Brasil Por Redação

Ex-presidente do INSS se recusa a responder relator da CPI e causa impasse na comissão

Imagem: Lula Marques | Agência Brasil

O ex-presidente do Instituto Nacional do Seguro Social (INSS), Alessandro Stefanutto, se negou a responder perguntas feitas pelo relator da Comissão Parlamentar Mista de Inquérito (CPMI) que investiga fraudes em descontos de aposentados e pensionistas, deputado Alfredo Gaspar (União-AL). A recusa ocorreu durante a reunião desta segunda-feira (13), em Brasília, e provocou a suspensão temporária da sessão para tratativas entre o presidente da comissão, senador Carlos Viana (Podemos-MG), e a defesa da testemunha.

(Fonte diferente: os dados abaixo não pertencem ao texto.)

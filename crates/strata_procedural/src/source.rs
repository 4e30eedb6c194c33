//! # Tile Sources
//!
//! A [`TileSource`] turns a chunk coordinate into a [`TileGrid`]. The base
//! implementation, [`ProceduralTileSource`], samples fractal noise for height,
//! bands height into a material, and fills the climate channels.
//!
//! Sources hold only their seed and parameters. Nothing is memoized, so
//! asking twice for the same chunk yields bit-identical grids, and a source
//! can be shared across threads without locking.
//!
//! ## Stacking
//!
//! ```rust
//! use strata_procedural::prelude::*;
//!
//! let seed = WorldSeed::new(12345);
//! let stack = ProceduralTileSource::new(seed, &TerrainConfig::default())?
//!     .decorate(RoadOverlay::new(seed, RoadConfig::default())?)
//!     .decorate(WaterOverlay::new(WaterConfig::default())?);
//!
//! let grid = stack.tile_data(ChunkCoord::new(0, 0), 65)?;
//! assert_eq!(grid.len(), 65 * 65);
//! assert!(stack.materials().contains("road"));
//! # Ok::<(), Box<dyn std::error::Error>>(())
//! ```

use crate::chunk::{check_size, ChunkCoord, TileGrid};
use crate::climate::ClimateSampler;
use crate::config::TerrainConfig;
use crate::error::{ConfigResult, GenerationResult};
use crate::material::{MaterialBands, MaterialCatalog};
use crate::noise::{ValueNoise, WorldSeed};
use crate::overlay::{Decorated, TileOverlay};
use crate::tile::TerrainTile;

/// Anything that can produce terrain tiles for a chunk.
pub trait TileSource: Send + Sync {
    /// Generates the `size × size` grid for `coord`.
    ///
    /// # Errors
    ///
    /// Returns a [`GenerationError`](crate::error::GenerationError) scoped
    /// to this chunk.
    fn tile_data(&self, coord: ChunkCoord, size: usize) -> GenerationResult<TileGrid>;

    /// Every material key this source can emit.
    fn materials(&self) -> &MaterialCatalog;

    /// Human-readable description of the source (and what it wraps).
    fn name(&self) -> String;
}

impl<T: TileSource + ?Sized> TileSource for Box<T> {
    fn tile_data(&self, coord: ChunkCoord, size: usize) -> GenerationResult<TileGrid> {
        (**self).tile_data(coord, size)
    }

    fn materials(&self) -> &MaterialCatalog {
        (**self).materials()
    }

    fn name(&self) -> String {
        (**self).name()
    }
}

/// Builder methods for any tile source.
pub trait TileSourceExt: TileSource + Sized {
    /// Wraps this source in `overlay`.
    fn decorate<O: TileOverlay>(self, overlay: O) -> Decorated<O, Self> {
        Decorated::new(self, overlay)
    }

    /// Erases the concrete stack type.
    fn boxed(self) -> Box<dyn TileSource>
    where
        Self: 'static,
    {
        Box::new(self)
    }
}

impl<T: TileSource> TileSourceExt for T {}

/// Noise-driven base terrain.
#[derive(Clone, Debug)]
pub struct ProceduralTileSource {
    seed: WorldSeed,
    noise: ValueNoise,
    climate: ClimateSampler,
    scale: f64,
    height_multiplier: f32,
    bands: MaterialBands,
    catalog: MaterialCatalog,
}

impl ProceduralTileSource {
    /// Creates a base source.
    ///
    /// # Errors
    ///
    /// Returns a [`ConfigError`](crate::error::ConfigError) if `config` is
    /// invalid or its bands name unknown materials.
    pub fn new(seed: WorldSeed, config: &TerrainConfig) -> ConfigResult<Self> {
        config.validate()?;

        let mut catalog = MaterialCatalog::terrain();
        for (key, descriptor) in &config.materials {
            catalog.insert(key, descriptor.clone());
        }
        let bands = MaterialBands::new(&config.bands, &config.top_material, &catalog)?;

        tracing::debug!(
            seed = seed.value(),
            scale = config.scale,
            height_multiplier = config.height_multiplier,
            "base tile source ready"
        );

        Ok(Self {
            seed,
            noise: ValueNoise::new(seed),
            climate: ClimateSampler::new(
                seed,
                config.climate_scale,
                config.height_dryness,
                config.elevation_cooling,
            ),
            scale: config.scale,
            height_multiplier: config.height_multiplier,
            bands,
            catalog,
        })
    }

    /// World seed.
    #[must_use]
    pub const fn seed(&self) -> WorldSeed {
        self.seed
    }

    /// Normalized terrain value in [-1, 1] at a world position.
    #[inline]
    fn elevation(&self, world_x: f64, world_z: f64) -> f64 {
        self.noise.fbm(world_x * self.scale, world_z * self.scale)
    }

    /// Signed terrain height at any world position.
    ///
    /// Matches the `height` of the tile generated at that position.
    #[must_use]
    pub fn height_at(&self, world_x: f64, world_z: f64) -> f32 {
        self.elevation(world_x, world_z) as f32 * self.height_multiplier
    }

    /// Full base tile at a world position.
    #[must_use]
    pub fn tile_at(&self, world_x: f64, world_z: f64) -> TerrainTile {
        let elevation = self.elevation(world_x, world_z);
        let height = elevation as f32 * self.height_multiplier;
        let material = self.bands.classify(height).clone();
        let speed = self.catalog.speed_of(material.as_str());

        TerrainTile::new(
            height,
            material,
            self.climate.wetness(world_x, world_z, elevation),
            self.climate.temperature(world_x, world_z, elevation),
            speed,
        )
    }
}

impl TileSource for ProceduralTileSource {
    fn tile_data(&self, coord: ChunkCoord, size: usize) -> GenerationResult<TileGrid> {
        check_size(size)?;
        let (origin_x, origin_z) = coord.world_origin(size);

        let mut tiles = Vec::with_capacity(size * size);
        for z in 0..size {
            let world_z = (origin_z + z as i64) as f64;
            for x in 0..size {
                let world_x = (origin_x + x as i64) as f64;
                tiles.push(self.tile_at(world_x, world_z));
            }
        }

        TileGrid::from_tiles(size, tiles)
    }

    fn materials(&self) -> &MaterialCatalog {
        &self.catalog
    }

    fn name(&self) -> String {
        format!(
            "ProceduralTileSource(seed={}, scale={})",
            self.seed.value(),
            self.scale
        )
    }
}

Stefanutto foi amparado por um habeas corpus concedido pelo ministro Luiz Fux, do Supremo Tribunal Federal (STF), que lhe garantiu o direito de não responder a perguntas que pudessem incriminá-lo. Em sua fala inicial, ele destacou as ações implementadas durante sua gestão no INSS, citando esforços para reduzir a fila de benefícios e combater irregularidades em descontos associativos. “Os servidores do INSS são heróis, porque entregam um serviço que, via de regra, ninguém reconhece”, afirmou.

O impasse começou quando Stefanutto afirmou que responderia a todos os parlamentares, exceto ao relator. Gaspar reagiu, alegando que a recusa poderia caracterizar falso testemunho. Após a suspensão e retomada da sessão, o ex-presidente voltou a responder às perguntas, esclarecendo que ingressou no serviço público em 1992, atuou na Receita Federal e ingressou como procurador autárquico do INSS em 2000.

Alessandro Stefanutto foi exonerado do cargo em abril, após a Operação Sem Desconto, conduzida pela Polícia Federal e pela Controladoria-Geral da União, revelar um esquema de fraudes em descontos indevidos contra aposentados e pensionistas. A CPMI também ouviu nesta segunda-feira o ex-diretor de Benefícios do INSS, André Paulo Félix Fidelis.